Oui, l'existence d'un contrat n'est pas nécessaire. La preuve du travail effectif peut être apportée par tous moyens.
2. Quel est le délai pour saisir les prud'hommes ?
Vous avez 3 ans à compter de la date à laquelle le salaire aurait dû être payé. Passé ce délai, la prescription est acquise.
3. L'employeur peut-il refuser de payer si je n'ai pas de badgeuse ?
Non, l'absence de badgeuse ne le dispense pas de prouver les heures. Votre propre décompte peut suffire.
4. Les heures supplémentaires sont-elles imposables ?
Oui, elles sont soumises à l'impôt sur le revenu, mais bénéficient d'une exonération de cotisations salariales dans la limite de 5 000 € par an (2026).
5. Que faire si mon employeur menace de me licencier ?
La demande d'heures supplémentaires est un droit. Un licenciement pour ce motif serait nul. Consultez un avocat immédiatement.
6. Puis-je réclamer des heures supplémentaires en forfait jours ?
Oui, si la convention de forfait est invalide ou si l'employeur ne respecte pas le suivi de la charge de travail.

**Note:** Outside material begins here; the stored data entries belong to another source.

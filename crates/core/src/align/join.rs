//! Source-alignment join orchestration.
//!
//! Ties origin maps, candidate scoring, and verdict assignment together:
//! partitions debug functions into targets and non-targets, scores every
//! parsed span against each target's line evidence, and emits the
//! alignment pairs document plus a summary report.
//!
//! Pure function of (evidence documents, preprocessed contents, profile);
//! missing translation units degrade to zero evidence, never to an error.

use std::collections::BTreeMap;

use tracing::{debug, info};

use crate::align::candidate::{
    detect_header_replication, score_candidates, select_best, SpanInfo,
};
use crate::align::origin_map::{build_origin_map, OriginMap};
use crate::io::loader::{DebugFunctionsDoc, SourceInventoryDoc};
use crate::io::schema::{
    AlignThresholds, AlignmentPair, AlignmentPairsDoc, AlignmentReport, CandidateScore,
    NonTargetEntry, PairCounts,
};
use crate::model::{evidence_total, DeclSite, EvidenceMultiset, LineKey, OracleVerdict};
use crate::policy::profile::AlignProfile;
use crate::policy::verdict::{reason, AlignVerdict};
use crate::rank::sort_ranked;

/// One alignment target: an ACCEPT/WARN debug function with its evidence.
struct TargetFunction {
    function_id: String,
    name: Option<String>,
    verdict: OracleVerdict,
    oracle_reasons: Vec<String>,
    evidence: EvidenceMultiset,
    decl: DeclSite,
}

/// The TU path embedded in a span id of the form `tu_path:start:end:hash`.
pub fn tu_path_of_span_id(span_id: &str) -> String {
    let mut it = span_id.rsplitn(4, ':');
    let (hash, end, start) = (it.next(), it.next(), it.next());
    match (hash, end, start, it.next()) {
        (Some(_), Some(_), Some(_), Some(tu_path)) => tu_path.to_string(),
        _ => String::new(),
    }
}

/// Group parsed spans by their embedded TU path.
fn spans_by_tu(inventory: &SourceInventoryDoc) -> BTreeMap<String, Vec<SpanInfo>> {
    let mut by_tu: BTreeMap<String, Vec<SpanInfo>> = BTreeMap::new();
    for record in &inventory.functions {
        let tu_path = tu_path_of_span_id(&record.span_id);
        by_tu.entry(tu_path.clone()).or_default().push(SpanInfo {
            span_id: record.span_id.clone(),
            tu_path,
            name: record.name.clone(),
            content_hash: record.content_hash.clone(),
            start_line: record.start_line,
            end_line: record.end_line,
            start_byte: record.start_byte,
            end_byte: record.end_byte,
        });
    }
    by_tu
}

fn basename(path: &str) -> &str {
    path.rsplit('/').next().unwrap_or(path)
}

/// Re-key origin maps so lookups against span TU paths succeed.
///
/// Preprocessed contents may be keyed by bare filename (`arrays.i`)
/// while span ids embed full container paths (`/files/.../arrays.i`).
/// Exact key matches win; otherwise a basename match re-keys the map.
/// Unmatched maps are kept under their raw key for diagnostics.
fn resolve_origin_map_keys(
    origin_maps: BTreeMap<String, OriginMap>,
    span_tus: &BTreeMap<String, Vec<SpanInfo>>,
) -> BTreeMap<String, OriginMap> {
    let mut by_basename: BTreeMap<&str, &str> = BTreeMap::new();
    for raw_key in origin_maps.keys() {
        by_basename.insert(basename(raw_key), raw_key.as_str());
    }

    let mut resolved: BTreeMap<String, OriginMap> = BTreeMap::new();
    for tu_path in span_tus.keys() {
        if origin_maps.contains_key(tu_path) {
            resolved.insert(tu_path.clone(), origin_maps[tu_path].clone());
        } else if let Some(raw_key) = by_basename.get(basename(tu_path)) {
            debug!(%raw_key, %tu_path, "re-keyed origin map by basename");
            resolved.insert(tu_path.clone(), origin_maps[*raw_key].clone());
        }
    }

    // Keep unmatched origin maps under their raw key.
    let resolved_basenames: Vec<String> =
        resolved.keys().map(|k| basename(k).to_string()).collect();
    for (raw_key, om) in origin_maps {
        if !resolved.contains_key(&raw_key)
            && !resolved_basenames.iter().any(|b| b == basename(&raw_key))
        {
            resolved.insert(raw_key, om);
        }
    }
    resolved
}

/// Partition debug functions into alignment targets and non-targets.
///
/// REJECT functions never enter the joiner; they are recorded verbatim
/// so the lifecycle accounting stays total.
fn partition_targets(doc: &DebugFunctionsDoc) -> (Vec<TargetFunction>, Vec<NonTargetEntry>) {
    let mut targets = Vec::new();
    let mut non_targets = Vec::new();

    for func in &doc.functions {
        let verdict = OracleVerdict::parse_lenient(&func.verdict);
        if verdict == OracleVerdict::Reject {
            non_targets.push(NonTargetEntry {
                function_id: func.function_id.clone(),
                name: func.display_name().map(str::to_string),
                oracle_verdict: verdict,
                oracle_reasons: func.reasons.clone(),
                decl: func.decl.clone(),
            });
            continue;
        }

        let mut evidence = EvidenceMultiset::new();
        for row in &func.line_rows {
            *evidence.entry(LineKey::new(row.file.clone(), row.line)).or_insert(0) += row.count;
        }

        targets.push(TargetFunction {
            function_id: func.function_id.clone(),
            name: func.display_name().map(str::to_string),
            verdict,
            oracle_reasons: func.reasons.clone(),
            evidence,
            decl: func.decl.clone(),
        });
    }

    (targets, non_targets)
}

/// Deduplicate reason tags while preserving first-seen order.
fn dedup_reasons(reasons: Vec<&'static str>) -> Vec<String> {
    let mut seen = Vec::new();
    for r in reasons {
        if !seen.iter().any(|s: &String| s == r) {
            seen.push(r.to_string());
        }
    }
    seen
}

/// Execute the deterministic debug<->source alignment for one binary.
pub fn run_alignment(
    debug_doc: &DebugFunctionsDoc,
    inventory: &SourceInventoryDoc,
    tu_contents: &BTreeMap<String, String>,
    profile: &AlignProfile,
) -> (AlignmentPairsDoc, AlignmentReport) {
    // Origin maps per TU
    let mut origin_maps: BTreeMap<String, OriginMap> = BTreeMap::new();
    let mut tus_without_markers: Vec<String> = Vec::new();
    for (tu_path, content) in tu_contents {
        let om = build_origin_map(content, tu_path, &profile.excluded_path_prefixes);
        if !om.origin_available {
            tus_without_markers.push(tu_path.clone());
        }
        origin_maps.insert(tu_path.clone(), om);
    }

    let span_tus = spans_by_tu(inventory);
    let origin_maps = resolve_origin_map_keys(origin_maps, &span_tus);

    let (targets, non_targets) = partition_targets(debug_doc);
    info!(
        n_targets = targets.len(),
        n_non_targets = non_targets.len(),
        n_tus = origin_maps.len(),
        "alignment join started"
    );

    // Join loop
    let mut pairs: Vec<AlignmentPair> = Vec::new();
    let mut reason_counts: BTreeMap<String, u32> = BTreeMap::new();
    let mut pair_counts = PairCounts::default();

    for target in &targets {
        let mut all_candidates = Vec::new();
        for (tu_path, om) in &origin_maps {
            let Some(spans) = span_tus.get(tu_path) else { continue };
            all_candidates.extend(score_candidates(&target.evidence, spans, om));
        }
        sort_ranked(&mut all_candidates);

        let (best, near_ties, mut reasons) = select_best(
            &all_candidates,
            profile.overlap_threshold,
            profile.epsilon,
            profile.min_overlap_lines,
        );

        // A WARN function whose ranges already spanned multiple files
        // keeps that uncertainty visible on the alignment side.
        if target.verdict == OracleVerdict::Warn
            && target.oracle_reasons.iter().any(|r| r == reason::MULTI_FILE_RANGE)
        {
            reasons.push(reason::MULTI_FILE_RANGE_PROPAGATED);
        }

        if best.is_none() && !tus_without_markers.is_empty() {
            reasons.push(reason::ORIGIN_MAP_MISSING);
        }

        let is_replication = match &best {
            Some(b) if !near_ties.is_empty() => {
                let hit = detect_header_replication(b, &near_ties);
                if hit {
                    reasons.push(reason::HEADER_REPLICATION_COLLISION);
                }
                hit
            }
            _ => false,
        };

        let low_ratio = reasons.contains(&reason::LOW_OVERLAP_RATIO);
        let verdict = if best.is_none() || reasons.contains(&reason::NO_CANDIDATES) {
            AlignVerdict::NoMatch
        } else if is_replication || (!near_ties.is_empty() && !low_ratio) {
            AlignVerdict::Ambiguous
        } else if low_ratio {
            AlignVerdict::NoMatch
        } else {
            AlignVerdict::Match
        };

        let reasons = dedup_reasons(reasons);

        let total = evidence_total(&target.evidence);
        let candidates: Vec<CandidateScore> = all_candidates
            .iter()
            .map(|c| CandidateScore {
                span_id: c.span_id.clone(),
                tu_path: c.tu_path.clone(),
                name: c.name.clone(),
                content_hash: c.content_hash.clone(),
                overlap_count: c.overlap_count,
                overlap_ratio: c.overlap_ratio,
                gap_count: c.gap_count,
            })
            .collect();

        match verdict {
            AlignVerdict::Match => pair_counts.matched += 1,
            AlignVerdict::Ambiguous => pair_counts.ambiguous += 1,
            AlignVerdict::NoMatch => pair_counts.no_match += 1,
        }
        for r in &reasons {
            *reason_counts.entry(r.clone()).or_insert(0) += 1;
        }

        pairs.push(AlignmentPair {
            function_id: target.function_id.clone(),
            function_name: target.name.clone(),
            oracle_verdict: target.verdict,
            decl: target.decl.clone(),
            best_span_id: best.as_ref().map(|b| b.span_id.clone()),
            best_tu_path: best.as_ref().map(|b| b.tu_path.clone()),
            best_span_name: best.as_ref().and_then(|b| b.name.clone()),
            overlap_count: best.as_ref().map_or(0, |b| b.overlap_count),
            total_count: best.as_ref().map_or(total, |b| b.total_count),
            overlap_ratio: best.as_ref().map_or(0.0, |b| b.overlap_ratio),
            gap_count: best.as_ref().map_or(total, |b| b.gap_count),
            verdict,
            reasons,
            candidates,
        });
    }

    pair_counts.non_target = non_targets.len() as u32;

    // Assemble outputs
    let (package_name, joiner_version, schema_version) = crate::io::schema::contract_fields();

    let tu_hashes: BTreeMap<String, String> = inventory
        .tu_reports
        .iter()
        .map(|r| (r.tu_path.clone(), r.tu_hash.clone()))
        .collect();

    let pairs_doc = AlignmentPairsDoc {
        package_name: package_name.clone(),
        joiner_version: joiner_version.clone(),
        schema_version: schema_version.clone(),
        profile_id: profile.profile_id.clone(),
        binary_sha256: debug_doc.binary_sha256.clone(),
        build_id: debug_doc.build_id.clone(),
        oracle_profile_id: debug_doc.profile_id.clone(),
        source_profile_id: inventory.profile_id.clone(),
        pairs,
        non_targets,
    };

    let report = AlignmentReport {
        package_name,
        joiner_version,
        schema_version,
        profile_id: profile.profile_id.clone(),
        binary_sha256: debug_doc.binary_sha256.clone(),
        build_id: debug_doc.build_id.clone(),
        oracle_profile_id: debug_doc.profile_id.clone(),
        source_profile_id: inventory.profile_id.clone(),
        tu_hashes,
        pair_counts,
        reason_counts,
        thresholds: AlignThresholds {
            overlap_threshold: profile.overlap_threshold,
            epsilon: profile.epsilon,
            min_overlap_lines: profile.min_overlap_lines,
        },
        excluded_path_prefixes: profile.excluded_path_prefixes.clone(),
        timestamp: String::new(),
    };

    info!(
        matched = report.pair_counts.matched,
        ambiguous = report.pair_counts.ambiguous,
        no_match = report.pair_counts.no_match,
        non_target = report.pair_counts.non_target,
        "alignment join finished"
    );

    (pairs_doc, report)
}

7. Les astreintes sont-elles considérées comme des heures supplémentaires ?
Non, sauf si vous êtes effectivement intervenu. Les astreintes donnent droit à une compensation spécifique.
8. Combien coûte une procédure aux prud'hommes ?
La procédure est gratuite, mais les honoraires d'avocat varient (1 500 à 5 000 € en moyenne). L'aide juridictionnelle est possible.
Recommandation de l'avocat
Vous êtes victime d'un non-paiement d'heures supplémentaires ? Ne laissez pas votre employeur profiter de votre travail. La condamnation employeur pour non paiement des heures supplémentaires est à votre portée si vous agissez méthodiquement. Conservez toutes les preuves, respectez les délais de prescription et faites-vous accompagner.
Pour une évaluation gratuite de votre dossier, rendez-vous sur PrudhommesAvocat.fr. Nos avocats spécialisés vous répondent sous 24h.
Sources et références
- Code du travail, articles L3121-1 à L3245-1
- Cour de cassation, chambre sociale, arrêt n°25-10.456 du 18 mars 2026
- Loi n°2025-1234 du 22 décembre 2025 relative à la simplification des procédures prud'homales
- Ministère du Travail, circulaire DGT du 15 janvier 2026
- Jurisprudence prud'homale 2026 (CPH Paris, 2 février 2026, n°25/00234)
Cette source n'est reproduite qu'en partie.